◆ **TASK INSTRUCTIONS**:
Transcribe each record exactly. Include every one.

◆ **MATERIAL FOR THIS EXERCISE**:
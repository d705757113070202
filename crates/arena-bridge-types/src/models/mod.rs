//! Domain models shared between the bridge core and the server binary.

pub mod config;
mod model_table;

pub use config::{BridgeConfig, ConversationMode, Modality, Participant};
pub use model_table::{EndpointEntry, EndpointMapping, EndpointTable, ModelEntry, ModelTable};
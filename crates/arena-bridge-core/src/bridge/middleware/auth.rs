use axum::{
    extract::{Request, State},
    http::{header, StatusCode},
    middleware::Next,
    response::{IntoResponse, Response},
    Json,
};
use serde_json::json;
use subtle::ConstantTimeEq;

use crate::bridge::server::AppState;

/// Bearer-key check for `/v1/*`.
///
/// The key is read from the current config on every request, so setting or
/// clearing `api_key` on disk applies without a restart. No key means open
/// access.
pub async fn auth_middleware(State(state): State<AppState>, request: Request, next: Next) -> Response {
    let method = request.method().clone();
    let path = request.uri().path().to_string();
    tracing::debug!("Request: {} {}", method, path);

    if method == axum::http::Method::OPTIONS {
        return next.run(request).await;
    }

    let config = state.config.current();
    let Some(expected) = config.effective_api_key() else {
        return next.run(request).await;
    };

    let provided = request
        .headers()
        .get(header::AUTHORIZATION)
        .and_then(|h| h.to_str().ok())
        .and_then(|s| s.strip_prefix("Bearer "));

    if provided.is_some_and(|k| constant_time_compare(k, expected)) {
        return next.run(request).await;
    }

    tracing::warn!("Unauthorized request: {} {}", method, path);
    let message = if provided.is_some() {
        "Invalid API key provided."
    } else {
        "API key required. Use 'Authorization: Bearer <key>'."
    };
    (
        StatusCode::UNAUTHORIZED,
        Json(json!({"error": {"message": message, "type": "invalid_request_error", "code": "invalid_api_key"}})),
    )
        .into_response()
}

fn constant_time_compare(a: &str, b: &str) -> bool {
    if a.len() != b.len() {
        return false;
    }
    a.as_bytes().ct_eq(b.as_bytes()).into()
}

◆ **EXERCISE RESPONSE**:
repository d705757113070202
filename crates/arena-bridge-types/src/models/mod.rs
//! Domain models shared between the bridge core and the server binary.

pub mod config;
mod model_table;

pub use config::{BridgeConfig, ConversationMode, Modality, Participant};
pub use model_table::{EndpointEntry, EndpointMapping, EndpointTable, ModelEntry, ModelTable};
filename crates/arena-bridge-core/src/bridge/middleware/auth.rs
use axum::{
    extract::{Request, State},
    http::{header, StatusCode},
    middleware::Next,
    response::{IntoResponse, Response},
    Json,
};
use serde_json::json;
use subtle::ConstantTimeEq;

use crate::bridge::server::AppState;

/// Bearer-key check for `/v1/*`.
///
/// The key is read from the current config on every request, so setting or
/// clearing `api_key` on disk applies without a restart. No key means open
/// access.
pub async fn auth_middleware(State(state): State<AppState>, request: Request, next: Next) -> Response {
    let method = request.method().clone();
    let path = request.uri().path().to_string();
    tracing::debug!("Request: {} {}", method, path);

    if method == axum::http::Method::OPTIONS {
        return next.run(request).await;
    }

    let config = state.config.current();
    let Some(expected) = config.effective_api_key() else {
        return next.run(request).await;
    };

    let provided = request
        .headers()
        .get(header::AUTHORIZATION)
        .and_then(|h| h.to_str().ok())
        .and_then(|s| s.strip_prefix("Bearer "));

    if provided.is_some_and(|k| constant_time_compare(k, expected)) {
        return next.run(request).await;
    }

    tracing::warn!("Unauthorized request: {} {}", method, path);
    let message = if provided.is_some() {
        "Invalid API key provided."
    } else {
        "API key required. Use 'Authorization: Bearer <key>'."
    };
    (
        StatusCode::UNAUTHORIZED,
        Json(json!({"error": {"message": message, "type": "invalid_request_error", "code": "invalid_api_key"}})),
    )
        .into_response()
}

fn constant_time_compare(a: &str, b: &str) -> bool {
    if a.len() != b.len() {
        return false;
    }
    a.as_bytes().ct_eq(b.as_bytes()).into()
}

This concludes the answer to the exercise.